Currently it gets guidance: IF_ARGS 6 [2 2 2 2 2 2] 25 4
It occurs in a context like

	case $wvecsub a b c d e f of  (# p, q, r #) ->
	case p of		      D# p' ->
	case q of		      D# q' ->
        case r of		      D# r' ->

So it would be much, much better to inline it.  But the result-discounting
doesn't "see" that the three results are each taken apart, and that's the
problem.

One question is this: why did minusDouble get inlined?
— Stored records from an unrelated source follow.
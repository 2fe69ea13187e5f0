//! Kubernetes access for the allocation engine
//!
//! The engine only needs a handful of calls against the API server. They sit
//! behind [`ClusterClientTrait`] so the controller and the CNI server can be
//! unit tested against an in-memory store.

use crds::{OwnerPod, StaticIP};
use k8s_openapi::api::apps::v1::{Deployment, ReplicaSet};
use k8s_openapi::api::core::v1::Pod;
use kube::api::{DeleteParams, PostParams, Preconditions};
use kube::{Api, Client};
use tracing::debug;

use crate::error::StaticIpError;

/// Trait for the Kubernetes operations used by the engine
///
/// All async methods must be `Send` to work with Tokio's work-stealing runtime.
#[async_trait::async_trait]
pub trait ClusterClientTrait: Send + Sync {
    /// Get a pod by namespace and name
    async fn get_pod(&self, namespace: &str, name: &str) -> Result<Pod, StaticIpError>;

    /// Delete the pod instance identified by the reference (uid precondition)
    async fn delete_pod(&self, pod: &OwnerPod) -> Result<(), StaticIpError>;

    /// Get a ReplicaSet by namespace and name
    async fn get_replica_set(&self, namespace: &str, name: &str) -> Result<ReplicaSet, StaticIpError>;

    /// Get a Deployment by namespace and name
    async fn get_deployment(&self, namespace: &str, name: &str) -> Result<Deployment, StaticIpError>;

    /// Get a StaticIP by namespace and name
    async fn get_static_ip(&self, namespace: &str, name: &str) -> Result<StaticIP, StaticIpError>;

    /// Create a StaticIP, failing with `AlreadyExists` if the name is taken
    async fn create_static_ip(&self, sip: &StaticIP) -> Result<StaticIP, StaticIpError>;

    /// Replace a StaticIP, guarded by its `resourceVersion`
    async fn replace_static_ip(&self, sip: &StaticIP) -> Result<StaticIP, StaticIpError>;
}

/// [`ClusterClientTrait`] backed by a live API server
#[derive(Clone)]
pub struct ClusterClient {
    client: Client,
}

impl std::fmt::Debug for ClusterClient {
    fn fmt(&self, f: &mut std::fmt::Formatter<'_>) -> std::fmt::Result {
        f.debug_struct("ClusterClient").finish_non_exhaustive()
    }
}

impl ClusterClient {
    /// Wraps an authenticated client
    pub fn new(client: Client) -> Self {
        Self { client }
    }

    /// Underlying client, for watchers
    pub fn client(&self) -> &Client {
        &self.client
    }
}

fn object_key(sip: &StaticIP) -> Result<(&str, &str), StaticIpError> {
    let name = sip
        .metadata
        .name
        .as_deref()
        .ok_or_else(|| StaticIpError::InvalidResource("StaticIP missing name".to_string()))?;
    let namespace = sip
        .metadata
        .namespace
        .as_deref()
        .ok_or_else(|| StaticIpError::InvalidResource(format!("StaticIP {name} missing namespace")))?;
    Ok((namespace, name))
}

#[async_trait::async_trait]
impl ClusterClientTrait for ClusterClient {
    async fn get_pod(&self, namespace: &str, name: &str) -> Result<Pod, StaticIpError> {
        let api: Api<Pod> = Api::namespaced(self.client.clone(), namespace);
        Ok(api.get(name).await?)
    }

    async fn delete_pod(&self, pod: &OwnerPod) -> Result<(), StaticIpError> {
        let api: Api<Pod> = Api::namespaced(self.client.clone(), &pod.namespace);
        let dp = DeleteParams {
            preconditions: Some(Preconditions {
                uid: Some(pod.uid.clone()),
                resource_version: None,
            }),
            ..DeleteParams::default()
        };
        api.delete(&pod.name, &dp).await?;
        debug!("Deleted pod {}", pod);
        Ok(())
    }

    async fn get_replica_set(&self, namespace: &str, name: &str) -> Result<ReplicaSet, StaticIpError> {
        let api: Api<ReplicaSet> = Api::namespaced(self.client.clone(), namespace);
        Ok(api.get(name).await?)
    }

    async fn get_deployment(&self, namespace: &str, name: &str) -> Result<Deployment, StaticIpError> {
        let api: Api<Deployment> = Api::namespaced(self.client.clone(), namespace);
        Ok(api.get(name).await?)
    }

    async fn get_static_ip(&self, namespace: &str, name: &str) -> Result<StaticIP, StaticIpError> {
        let api: Api<StaticIP> = Api::namespaced(self.client.clone(), namespace);
        Ok(api.get(name).await?)
    }

    async fn create_static_ip(&self, sip: &StaticIP) -> Result<StaticIP, StaticIpError> {
        let (namespace, _) = object_key(sip)?;
        let api: Api<StaticIP> = Api::namespaced(self.client.clone(), namespace);
        Ok(api.create(&PostParams::default(), sip).await?)
    }

    async fn replace_static_ip(&self, sip: &StaticIP) -> Result<StaticIP, StaticIpError> {
        let (namespace, name) = object_key(sip)?;
        if sip.metadata.resource_version.is_none() {
            return Err(StaticIpError::InvalidResource(format!(
                "StaticIP {namespace}/{name} missing resourceVersion"
            )));
        }
        let api: Api<StaticIP> = Api::namespaced(self.client.clone(), namespace);
        Ok(api.replace(name, &PostParams::default(), sip).await?)
    }
}
//! Deduplicating, rate-limited work queue
//!
//! Semantics follow the classic controller work queue:
//!
//! - a key is queued at most once while pending
//! - a key added while a worker holds it is processed again after `done`
//! - failures re-add the key after a per-key exponential delay
//! - `shut_down` wakes the worker, discards pending keys and ignores later adds
//!
//! The queue never interprets keys; handlers receive them as added.

use std::collections::{HashMap, HashSet, VecDeque};
use std::fmt::{Debug, Display};
use std::future::Future;
use std::hash::Hash;
use std::sync::atomic::{AtomicU64, Ordering};
use std::sync::{Arc, Mutex, MutexGuard, PoisonError};

use tokio::sync::Notify;
use tracing::{debug, error, warn};

use crate::backoff::ExponentialBackoff;
use crate::error::ControllerError;

struct State<K> {
    queue: VecDeque<K>,
    dirty: HashSet<K>,
    processing: HashSet<K>,
    failures: HashMap<K, u32>,
    shutting_down: bool,
}

struct Inner<K> {
    name: &'static str,
    state: Mutex<State<K>>,
    notify: Notify,
    backoff: ExponentialBackoff,
    max_retries: u32,
    dropped: AtomicU64,
}

/// Work queue shared between an intake and its worker
pub struct WorkQueue<K> {
    inner: Arc<Inner<K>>,
}

impl<K> Clone for WorkQueue<K> {
    fn clone(&self) -> Self {
        Self {
            inner: Arc::clone(&self.inner),
        }
    }
}

impl<K> Debug for WorkQueue<K> {
    fn fmt(&self, f: &mut std::fmt::Formatter<'_>) -> std::fmt::Result {
        f.debug_struct("WorkQueue")
            .field("name", &self.inner.name)
            .field("max_retries", &self.inner.max_retries)
            .finish_non_exhaustive()
    }
}

impl<K> WorkQueue<K>
where
    K: Clone + Eq + Hash + Send + 'static,
{
    /// Create an empty queue
    pub fn new(name: &'static str, backoff: ExponentialBackoff, max_retries: u32) -> Self {
        Self {
            inner: Arc::new(Inner {
                name,
                state: Mutex::new(State {
                    queue: VecDeque::new(),
                    dirty: HashSet::new(),
                    processing: HashSet::new(),
                    failures: HashMap::new(),
                    shutting_down: false,
                }),
                notify: Notify::new(),
                backoff,
                max_retries,
                dropped: AtomicU64::new(0),
            }),
        }
    }

    fn state(&self) -> MutexGuard<'_, State<K>> {
        self.inner.state.lock().unwrap_or_else(PoisonError::into_inner)
    }

    /// Queue name, for logs
    pub fn name(&self) -> &'static str {
        self.inner.name
    }

    /// Failed attempts allowed before an item is dropped
    pub fn max_retries(&self) -> u32 {
        self.inner.max_retries
    }

    /// Mark `key` as needing processing
    pub fn add(&self, key: K) {
        let mut state = self.state();
        if state.shutting_down || state.dirty.contains(&key) {
            return;
        }
        state.dirty.insert(key.clone());
        if state.processing.contains(&key) {
            return;
        }
        state.queue.push_back(key);
        drop(state);
        self.inner.notify.notify_one();
    }

    /// Re-add `key` once its backoff has elapsed
    pub fn add_rate_limited(&self, key: K) {
        let delay = {
            let mut state = self.state();
            if state.shutting_down {
                return;
            }
            let failures = state.failures.entry(key.clone()).or_insert(0);
            let delay = self.inner.backoff.for_failures(*failures);
            *failures += 1;
            delay
        };
        let queue = self.clone();
        tokio::spawn(async move {
            tokio::time::sleep(delay).await;
            queue.add(key);
        });
    }

    /// Times `key` has been re-added since it was last forgotten
    pub fn num_requeues(&self, key: &K) -> u32 {
        self.state().failures.get(key).copied().unwrap_or(0)
    }

    /// Clear the failure history of `key`
    pub fn forget(&self, key: &K) {
        self.state().failures.remove(key);
    }

    /// Wait for the next key; `None` once the queue is shut down
    pub async fn get(&self) -> Option<K> {
        loop {
            // Registered before the check so a concurrent add or shut_down is not missed
            let notified = self.inner.notify.notified();
            {
                let mut state = self.state();
                if state.shutting_down {
                    return None;
                }
                if let Some(key) = state.queue.pop_front() {
                    state.dirty.remove(&key);
                    state.processing.insert(key.clone());
                    return Some(key);
                }
            }
            notified.await;
        }
    }

    /// Release `key` after processing; re-queues it if it was added meanwhile
    pub fn done(&self, key: &K) {
        let mut state = self.state();
        state.processing.remove(key);
        if state.dirty.contains(key) && !state.shutting_down {
            state.queue.push_back(key.clone());
            drop(state);
            self.inner.notify.notify_one();
        }
    }

    /// Stop handing out keys and ignore further adds
    pub fn shut_down(&self) {
        let mut state = self.state();
        state.shutting_down = true;
        state.queue.clear();
        state.dirty.clear();
        drop(state);
        self.inner.notify.notify_waiters();
    }

    /// Whether `shut_down` was called
    pub fn is_shutting_down(&self) -> bool {
        self.state().shutting_down
    }

    /// Keys waiting for a worker
    pub fn len(&self) -> usize {
        self.state().queue.len()
    }

    /// Whether no key is waiting for a worker
    pub fn is_empty(&self) -> bool {
        self.len() == 0
    }

    /// Items dropped after exhausting their retries
    pub fn dropped(&self) -> u64 {
        self.inner.dropped.load(Ordering::Relaxed)
    }

    fn record_drop(&self) {
        self.inner.dropped.fetch_add(1, Ordering::Relaxed);
    }
}

/// Drain `queue` through `handler` until the queue is shut down.
///
/// Successes forget the key's backoff. Failures are re-added with backoff
/// until the queue's retry ceiling, after which the key is dropped with an
/// error log and counted.
pub async fn run_worker<K, F, Fut>(queue: WorkQueue<K>, handler: F)
where
    K: Clone + Eq + Hash + Send + Display + 'static,
    F: Fn(K) -> Fut,
    Fut: Future<Output = Result<(), ControllerError>>,
{
    debug!("Starting {} worker", queue.name());
    while let Some(key) = queue.get().await {
        match handler(key.clone()).await {
            Ok(()) => {
                queue.forget(&key);
                debug!("Successfully synced {} '{}'", queue.name(), key);
            }
            Err(e) if queue.num_requeues(&key) < queue.max_retries() => {
                warn!(
                    "Error syncing {} '{}' (attempt {}), will retry: {}",
                    queue.name(),
                    key,
                    queue.num_requeues(&key) + 1,
                    e
                );
                queue.add_rate_limited(key.clone());
            }
            Err(e) => {
                error!(
                    "Dropping {} '{}' after {} failed attempts: {}",
                    queue.name(),
                    key,
                    queue.num_requeues(&key) + 1,
                    e
                );
                queue.forget(&key);
                queue.record_drop();
            }
        }
        queue.done(&key);
    }
    debug!("{} worker stopped", queue.name());
}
If it didn't then
$vecsub would look much smaller:

$wvecsub
  = \ ww :: Double  ww1 :: Double ww2 :: Double
      ww3 :: Double ww4 :: Double ww5 :: Double ->
	let { a  = minusDouble ww  ww3 } in
	let { a1 = minusDouble ww1 ww4 } in
	let { a2 = minusDouble ww2 ww5 } in
	(# a, a1, a2 #)

Reason minusDouble gets inlined: because we are trying to get update in place.
So I added a flag -funfolding-update-in-place to enable this "optimisation".
Omitting the flag gives much better inlining for $wvecsub at least.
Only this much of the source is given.